The input is a dictionary with about 80000 elements each one of which is a list of 25 elements. I have to produce an output list for each element in the dictionary, by processing and combining the elements in each list.

All the lists can be analyzed independently, so this setting should be easily parallelizable.

Here's the basic setting I used for pool.map: 

from multiprocessing.dummy import Pool as ThreadPool

pool   = ThreadPool(NUM_THREADS)
output = pool.map(thread_compute, iterable_list)
pool.close()
pool.join

  • Approach 1 (wrong): define the dictionary as global and have each thread get a key of the dictionary as input.

    # in the main
global input_dict
iterable_list = input_dict.keys()

# thread_compute function
def thread_compute(key_i):
    list_to_combine = input_dict[key_i]
    # call a function
    processed_list = do_stuff_function(list_to_combine)
    return processed_list

I soon realized approach 1 will not work because of the global variable input_dict, even though it's never accessed for write operations (and so should be thread safe), is protected by the GIL (link 1, link 2) - a globally enforced lock when trying to safely access Python objects from within seperate threads.

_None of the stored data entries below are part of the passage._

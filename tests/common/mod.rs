#![allow(dead_code)]

pub mod http {
    use std::collections::HashMap;
    use std::io::{Read, Write};
    use std::net::{SocketAddr, TcpStream};
    use std::time::{Duration, Instant};

    /// Parsed response: status, lowercased headers (repeats kept), body.
    pub struct TestResponse {
        pub status: u16,
        pub headers: Vec<(String, String)>,
        pub body: Vec<u8>,
    }

    impl TestResponse {
        pub fn header(&self, name: &str) -> Option<&str> {
            self.headers
                .iter()
                .find(|(key, _)| key.eq_ignore_ascii_case(name))
                .map(|(_, value)| value.as_str())
        }

        pub fn text(&self) -> String {
            String::from_utf8_lossy(&self.body).to_string()
        }

        pub fn header_map(&self) -> HashMap<String, String> {
            self.headers.iter().cloned().collect()
        }
    }

    /// Head of a response plus the offsets of its body.
    fn parse_head(raw: &[u8]) -> Option<(TestResponse, usize, usize)> {
        let body_start = raw.windows(4).position(|w| w == b"\r\n\r\n")? + 4;
        let head = String::from_utf8_lossy(&raw[..body_start]).to_string();
        let mut lines = head.lines();
        let status = lines.next()?.split_whitespace().nth(1)?.parse().ok()?;
        let headers: Vec<(String, String)> = lines
            .filter_map(|line| line.split_once(':'))
            .map(|(k, v)| (k.trim().to_ascii_lowercase(), v.trim().to_string()))
            .collect();
        let length: usize = headers
            .iter()
            .find(|(k, _)| k == "content-length")
            .and_then(|(_, v)| v.parse().ok())
            .unwrap_or(0);
        let response = TestResponse {
            status,
            headers,
            body: Vec::new(),
        };
        Some((response, body_start, body_start + length))
    }

    /// Send a raw HTTP request and read one complete response.
    pub fn send_raw(addr: &SocketAddr, req: &str) -> TestResponse {
        let mut stream = TcpStream::connect(addr).unwrap();
        stream.write_all(req.as_bytes()).unwrap();
        stream.set_read_timeout(Some(Duration::from_millis(200))).unwrap();
        let deadline = Instant::now() + Duration::from_secs(10);
        let mut buf = Vec::new();
        loop {
            if let Some((mut response, body_start, body_end)) = parse_head(&buf) {
                if buf.len() >= body_end {
                    response.body = buf[body_start..body_end].to_vec();
                    return response;
                }
            }
            let mut tmp = [0u8; 4096];
            match stream.read(&mut tmp) {
                Ok(0) => break,
                Ok(n) => buf.extend_from_slice(&tmp[..n]),
                Err(ref e)
                    if e.kind() == std::io::ErrorKind::WouldBlock
                        || e.kind() == std::io::ErrorKind::TimedOut =>
                {
                    if Instant::now() > deadline {
                        break;
                    }
                }
                Err(e) => panic!("read error: {:?}", e),
            }
        }
        let (mut response, body_start, _) = parse_head(&buf).expect("incomplete HTTP response");
        response.body = buf[body_start..].to_vec();
        response
    }

    pub fn get(addr: &SocketAddr, path: &str) -> TestResponse {
        send_raw(addr, &format!("GET {path} HTTP/1.1\r\nHost: localhost\r\n\r\n"))
    }
}

pub mod fixtures {
    use std::fs;
    use std::net::{SocketAddr, TcpListener};
    use std::path::{Path, PathBuf};
    use tempfile::TempDir;

    /// A package checkout: own files at the root, one dependency installed.
    ///
    /// ```text
    /// <root>/index.html
    /// <root>/my-pkg.html
    /// <root>/demo/index.html
    /// <root>/secret.txt
    /// <root>/.hidden
    /// <root>/bower_components/some-dep/foo.js
    /// <root>/bower_components/some-dep/index.html
    /// ```
    pub struct PackageTree {
        pub dir: TempDir,
    }

    impl PackageTree {
        pub fn new(bower_name: Option<&str>) -> Self {
            let dir = tempfile::tempdir().unwrap();
            let root = dir.path();
            fs::create_dir_all(root.join("demo")).unwrap();
            fs::create_dir_all(root.join("bower_components/some-dep")).unwrap();
            fs::write(root.join("index.html"), "<h1>package index</h1>").unwrap();
            fs::write(root.join("my-pkg.html"), "<dom-module id=\"my-pkg\"></dom-module>").unwrap();
            fs::write(root.join("demo/index.html"), "<h1>demo</h1>").unwrap();
            fs::write(root.join("secret.txt"), "top secret").unwrap();
            fs::write(root.join(".hidden"), "hidden").unwrap();
            fs::write(
                root.join("bower_components/some-dep/foo.js"),
                "console.log('foo');",
            )
            .unwrap();
            fs::write(
                root.join("bower_components/some-dep/index.html"),
                "<h1>some-dep</h1>",
            )
            .unwrap();
            if let Some(name) = bower_name {
                fs::write(root.join("bower.json"), format!(r#"{{"name": "{name}"}}"#)).unwrap();
            }
            Self { dir }
        }

        pub fn root(&self) -> &Path {
            self.dir.path()
        }

        pub fn component_dir(&self) -> PathBuf {
            self.dir.path().join("bower_components")
        }
    }

    /// A port that was free a moment ago.
    pub fn free_port() -> u16 {
        let listener = TcpListener::bind("127.0.0.1:0").unwrap();
        let port = listener.local_addr().unwrap().port();
        drop(listener);
        port
    }

    pub fn local_addr(port: u16) -> SocketAddr {
        SocketAddr::from(([127, 0, 0, 1], port))
    }
}

/// Coroutine stack large enough for file reads and the blocking proxy client.
pub fn init_runtime() {
    polyserve::runtime_config::RuntimeConfig {
        stack_size: 0x20000,
        workers: None,
    }
    .apply();
}
use crate::export::ExportFormat;
use clap::{Parser, Subcommand};

/// Command-line interface definition for cpdtracker
/// CLI application to record CPD activities with SQLite and zip backups
#[derive(Parser)]
#[command(
    name = "cpdtracker",
    version = env!("CARGO_PKG_VERSION"),
    about = "Track Continuing Professional Development activities and keep them safely backed up",
    long_about = None
)]
pub struct Cli {
    /// Override database path (useful for tests or custom DB)
    #[arg(global = true, long = "db")]
    pub db: Option<String>,

    /// Run in test mode (no config file update)
    #[arg(global = true, long = "test", hide = true)]
    pub test: bool,

    #[command(subcommand)]
    pub command: Commands,
}

#[derive(Subcommand)]
pub enum Commands {
    /// Initialize the database and configuration
    Init,

    /// Manage the configuration file (view or edit)
    Config {
        #[arg(long = "print", help = "Print the current configuration file")]
        print_config: bool,

        #[arg(long = "check", help = "Check configuration file for missing fields")]
        check: bool,

        #[arg(long = "migrate", help = "Run configuration file migrations if needed")]
        migrate: bool,

        #[arg(
            long = "edit",
            help = "Edit the configuration file (default editor: $EDITOR, or nano/vim/notepad)"
        )]
        edit_config: bool,

        #[arg(
            long = "editor",
            help = "Specify the editor to use (vim, nano, or custom path)"
        )]
        editor: Option<String>,
    },

    /// Manage the database (migrations, integrity checks, etc.)
    Db {
        #[arg(long = "migrate", help = "Run pending database migrations")]
        migrate: bool,

        #[arg(long = "check", help = "Check database integrity")]
        check: bool,

        #[arg(long = "vacuum", help = "Optimize the database using VACUUM")]
        vacuum: bool,

        #[arg(long = "info", help = "Show database information")]
        info: bool,
    },

    /// Print the internal log table
    Log {
        #[arg(long = "print", help = "Print rows from the internal log table")]
        print: bool,
    },

    /// Record a CPD activity
    Add {
        /// First day of the activity (YYYY-MM-DD)
        #[arg(long = "start", value_name = "DATE")]
        start: Option<String>,

        /// Last day of the activity (YYYY-MM-DD)
        #[arg(long = "end", value_name = "DATE")]
        end: Option<String>,

        #[arg(long = "name", default_value = "", help = "Activity name")]
        name: String,

        #[arg(
            long = "category",
            help = "Activity type: Paper, Conference, Project, Course, Other or any custom text"
        )]
        category: Option<String>,

        #[arg(long = "description", default_value = "", help = "What was done")]
        description: String,

        #[arg(long = "points", help = "CPD points earned (default 0)")]
        points: Option<u32>,

        #[arg(long = "photo", value_name = "FILE", help = "Attach a photo of the evidence")]
        photo: Option<String>,

        #[arg(
            long = "ocr",
            requires = "photo",
            help = "Append text extracted from the photo to the description"
        )]
        ocr: bool,

        #[arg(long = "no-backup", help = "Skip the scheduled backup after saving")]
        no_backup: bool,
    },

    /// List recorded activities
    List {
        #[arg(long, short, help = "Only show one activity type")]
        category: Option<String>,

        #[arg(long = "summary", help = "Show point totals per activity type")]
        summary: bool,
    },

    /// Back up the database and photos to a zip archive
    Backup {
        #[arg(long, short = 'f', help = "Run a backup now, even if none is due")]
        force: bool,

        #[arg(long = "history", help = "List recorded backup attempts")]
        history: bool,

        #[arg(long = "limit", requires = "history", help = "Show at most N history rows")]
        limit: Option<usize>,

        #[arg(long = "prune", value_name = "N", help = "Keep only the N newest archives")]
        prune: Option<usize>,

        #[arg(long = "status", help = "Show the last backup and whether one is due")]
        status: bool,
    },

    /// Export recorded activities
    Export {
        #[arg(long, value_enum, default_value = "csv")]
        format: ExportFormat,

        #[arg(long, value_name = "FILE")]
        file: Option<String>,

        #[arg(
            long,
            value_name = "RANGE",
            help = "Filter export by year/month/day or a custom range"
        )]
        range: Option<String>,

        #[arg(long, short = 'f')]
        force: bool,
    },
}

  • Approach 2 (not working): I created a list containing the same elements as input_dict where each entry is a list of 25 items. This list is not a global variable and each thread should be able to access an element (a 25 item list) without any overhead due to the GIL.

    # in the main
items = list(input_dict.items())
iterable_list = [items[i][1] for i in range(len(items))]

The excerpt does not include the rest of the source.